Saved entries
= = =
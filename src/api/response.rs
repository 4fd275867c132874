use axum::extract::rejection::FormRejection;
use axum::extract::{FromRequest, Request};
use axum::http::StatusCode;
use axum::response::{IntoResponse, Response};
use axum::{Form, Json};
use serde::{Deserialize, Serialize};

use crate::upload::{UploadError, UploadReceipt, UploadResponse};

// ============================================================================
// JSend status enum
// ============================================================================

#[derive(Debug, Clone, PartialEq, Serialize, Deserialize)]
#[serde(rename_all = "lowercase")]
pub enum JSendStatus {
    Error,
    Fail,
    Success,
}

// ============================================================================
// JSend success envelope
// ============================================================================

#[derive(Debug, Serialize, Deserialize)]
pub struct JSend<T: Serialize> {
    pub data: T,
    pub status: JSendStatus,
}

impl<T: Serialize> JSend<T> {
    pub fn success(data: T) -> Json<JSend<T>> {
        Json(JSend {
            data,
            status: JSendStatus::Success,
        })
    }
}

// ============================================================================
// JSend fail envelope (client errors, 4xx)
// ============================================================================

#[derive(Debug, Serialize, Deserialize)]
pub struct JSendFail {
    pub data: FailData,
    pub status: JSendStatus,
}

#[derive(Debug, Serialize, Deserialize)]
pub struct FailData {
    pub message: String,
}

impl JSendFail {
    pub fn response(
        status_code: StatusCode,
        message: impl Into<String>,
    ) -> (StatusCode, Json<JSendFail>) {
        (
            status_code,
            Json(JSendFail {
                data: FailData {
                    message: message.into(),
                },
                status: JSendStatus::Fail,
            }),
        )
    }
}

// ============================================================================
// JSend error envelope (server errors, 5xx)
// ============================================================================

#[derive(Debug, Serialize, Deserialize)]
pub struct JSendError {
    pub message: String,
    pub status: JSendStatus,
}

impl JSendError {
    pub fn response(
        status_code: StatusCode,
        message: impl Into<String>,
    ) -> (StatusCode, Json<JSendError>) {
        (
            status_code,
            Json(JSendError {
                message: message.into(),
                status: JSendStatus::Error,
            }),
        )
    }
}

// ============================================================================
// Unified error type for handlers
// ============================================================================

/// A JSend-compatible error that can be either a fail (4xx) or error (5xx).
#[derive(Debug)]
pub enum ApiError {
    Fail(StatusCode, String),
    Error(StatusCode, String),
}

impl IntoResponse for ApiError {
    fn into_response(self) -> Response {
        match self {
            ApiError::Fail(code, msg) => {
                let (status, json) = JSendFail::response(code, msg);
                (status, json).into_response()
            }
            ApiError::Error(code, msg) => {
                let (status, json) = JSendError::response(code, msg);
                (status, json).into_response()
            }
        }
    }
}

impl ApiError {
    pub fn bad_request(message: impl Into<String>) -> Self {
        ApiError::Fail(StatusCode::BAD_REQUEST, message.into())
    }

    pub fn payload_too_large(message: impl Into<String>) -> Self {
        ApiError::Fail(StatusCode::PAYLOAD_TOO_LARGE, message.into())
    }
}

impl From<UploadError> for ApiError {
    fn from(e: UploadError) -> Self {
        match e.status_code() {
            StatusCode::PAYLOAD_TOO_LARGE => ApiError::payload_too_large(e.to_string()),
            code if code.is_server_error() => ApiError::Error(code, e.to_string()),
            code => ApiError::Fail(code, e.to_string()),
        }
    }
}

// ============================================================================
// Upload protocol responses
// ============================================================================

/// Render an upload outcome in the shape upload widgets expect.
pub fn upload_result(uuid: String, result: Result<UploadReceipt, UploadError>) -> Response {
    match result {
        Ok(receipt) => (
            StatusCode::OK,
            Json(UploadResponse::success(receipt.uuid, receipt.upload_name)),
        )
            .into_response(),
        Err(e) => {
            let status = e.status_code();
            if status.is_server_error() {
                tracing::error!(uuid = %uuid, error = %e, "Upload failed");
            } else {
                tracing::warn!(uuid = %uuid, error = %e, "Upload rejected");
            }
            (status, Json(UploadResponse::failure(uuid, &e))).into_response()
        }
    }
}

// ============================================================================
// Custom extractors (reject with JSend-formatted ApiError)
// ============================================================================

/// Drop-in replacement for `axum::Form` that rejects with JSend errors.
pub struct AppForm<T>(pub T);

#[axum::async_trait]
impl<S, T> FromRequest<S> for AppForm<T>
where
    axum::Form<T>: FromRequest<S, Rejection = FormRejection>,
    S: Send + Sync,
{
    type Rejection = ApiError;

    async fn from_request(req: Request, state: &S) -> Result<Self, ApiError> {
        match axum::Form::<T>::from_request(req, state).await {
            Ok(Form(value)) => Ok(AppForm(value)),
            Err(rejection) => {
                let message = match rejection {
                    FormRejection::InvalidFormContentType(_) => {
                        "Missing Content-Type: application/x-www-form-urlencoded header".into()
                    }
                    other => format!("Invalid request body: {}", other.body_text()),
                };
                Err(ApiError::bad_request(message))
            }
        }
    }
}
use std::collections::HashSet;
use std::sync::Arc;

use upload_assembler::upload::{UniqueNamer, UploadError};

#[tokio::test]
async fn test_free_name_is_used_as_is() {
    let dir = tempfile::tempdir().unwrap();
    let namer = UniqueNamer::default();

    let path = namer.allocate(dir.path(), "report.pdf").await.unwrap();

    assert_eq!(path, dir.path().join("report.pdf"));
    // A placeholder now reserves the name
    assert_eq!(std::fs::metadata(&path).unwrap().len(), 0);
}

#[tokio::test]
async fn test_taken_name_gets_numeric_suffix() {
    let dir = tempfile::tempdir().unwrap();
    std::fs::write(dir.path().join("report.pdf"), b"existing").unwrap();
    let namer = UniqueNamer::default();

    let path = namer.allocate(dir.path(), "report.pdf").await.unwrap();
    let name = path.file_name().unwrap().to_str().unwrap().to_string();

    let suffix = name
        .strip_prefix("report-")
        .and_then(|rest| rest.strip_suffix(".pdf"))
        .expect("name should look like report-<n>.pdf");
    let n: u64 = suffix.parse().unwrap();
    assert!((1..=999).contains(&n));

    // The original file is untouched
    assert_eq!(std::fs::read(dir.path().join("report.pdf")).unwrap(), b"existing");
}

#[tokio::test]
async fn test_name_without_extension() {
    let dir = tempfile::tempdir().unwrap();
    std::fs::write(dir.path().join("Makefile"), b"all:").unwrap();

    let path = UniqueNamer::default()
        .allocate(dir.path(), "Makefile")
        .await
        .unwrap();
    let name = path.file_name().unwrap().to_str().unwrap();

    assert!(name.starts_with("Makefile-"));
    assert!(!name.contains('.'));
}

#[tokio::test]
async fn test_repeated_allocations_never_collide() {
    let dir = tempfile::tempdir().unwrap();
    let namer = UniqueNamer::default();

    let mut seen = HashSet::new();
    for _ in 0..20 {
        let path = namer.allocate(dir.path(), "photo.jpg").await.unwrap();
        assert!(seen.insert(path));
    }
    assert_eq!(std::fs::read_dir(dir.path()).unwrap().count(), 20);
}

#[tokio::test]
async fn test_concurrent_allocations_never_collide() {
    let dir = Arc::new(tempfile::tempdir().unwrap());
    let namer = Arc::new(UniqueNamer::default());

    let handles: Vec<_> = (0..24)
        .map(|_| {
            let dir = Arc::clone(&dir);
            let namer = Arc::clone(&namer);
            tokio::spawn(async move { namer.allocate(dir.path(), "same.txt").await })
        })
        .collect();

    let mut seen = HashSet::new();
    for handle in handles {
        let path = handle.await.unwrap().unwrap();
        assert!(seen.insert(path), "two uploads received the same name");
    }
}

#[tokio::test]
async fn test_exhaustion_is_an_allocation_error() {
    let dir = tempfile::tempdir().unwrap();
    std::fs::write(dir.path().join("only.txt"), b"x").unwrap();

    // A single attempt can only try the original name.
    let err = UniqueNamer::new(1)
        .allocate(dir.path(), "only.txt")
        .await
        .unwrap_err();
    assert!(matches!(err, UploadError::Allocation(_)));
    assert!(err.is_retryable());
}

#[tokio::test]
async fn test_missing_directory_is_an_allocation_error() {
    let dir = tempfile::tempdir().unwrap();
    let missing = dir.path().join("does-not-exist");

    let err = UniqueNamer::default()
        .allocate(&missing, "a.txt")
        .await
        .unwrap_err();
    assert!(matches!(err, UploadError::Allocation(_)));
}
= = =
### [Assigned task]
Which lines run from the one holding "use std::sync::Arc;" through the one holding "let namer = Arc::clone(&namer);" in the records above? Repeat them exactly, both included, and nothing more.

### [Task solution]
use std::sync::Arc;

use upload_assembler::upload::{UniqueNamer, UploadError};

#[tokio::test]
async fn test_free_name_is_used_as_is() {
    let dir = tempfile::tempdir().unwrap();
    let namer = UniqueNamer::default();

    let path = namer.allocate(dir.path(), "report.pdf").await.unwrap();

    assert_eq!(path, dir.path().join("report.pdf"));
    // A placeholder now reserves the name
    assert_eq!(std::fs::metadata(&path).unwrap().len(), 0);
}

#[tokio::test]
async fn test_taken_name_gets_numeric_suffix() {
    let dir = tempfile::tempdir().unwrap();
    std::fs::write(dir.path().join("report.pdf"), b"existing").unwrap();
    let namer = UniqueNamer::default();

    let path = namer.allocate(dir.path(), "report.pdf").await.unwrap();
    let name = path.file_name().unwrap().to_str().unwrap().to_string();

    let suffix = name
        .strip_prefix("report-")
        .and_then(|rest| rest.strip_suffix(".pdf"))
        .expect("name should look like report-<n>.pdf");
    let n: u64 = suffix.parse().unwrap();
    assert!((1..=999).contains(&n));

    // The original file is untouched
    assert_eq!(std::fs::read(dir.path().join("report.pdf")).unwrap(), b"existing");
}

#[tokio::test]
async fn test_name_without_extension() {
    let dir = tempfile::tempdir().unwrap();
    std::fs::write(dir.path().join("Makefile"), b"all:").unwrap();

    let path = UniqueNamer::default()
        .allocate(dir.path(), "Makefile")
        .await
        .unwrap();
    let name = path.file_name().unwrap().to_str().unwrap();

    assert!(name.starts_with("Makefile-"));
    assert!(!name.contains('.'));
}

#[tokio::test]
async fn test_repeated_allocations_never_collide() {
    let dir = tempfile::tempdir().unwrap();
    let namer = UniqueNamer::default();

    let mut seen = HashSet::new();
    for _ in 0..20 {
        let path = namer.allocate(dir.path(), "photo.jpg").await.unwrap();
        assert!(seen.insert(path));
    }
    assert_eq!(std::fs::read_dir(dir.path()).unwrap().count(), 20);
}

#[tokio::test]
async fn test_concurrent_allocations_never_collide() {
    let dir = Arc::new(tempfile::tempdir().unwrap());
    let namer = Arc::new(UniqueNamer::default());

    let handles: Vec<_> = (0..24)
        .map(|_| {
            let dir = Arc::clone(&dir);
            let namer = Arc::clone(&namer);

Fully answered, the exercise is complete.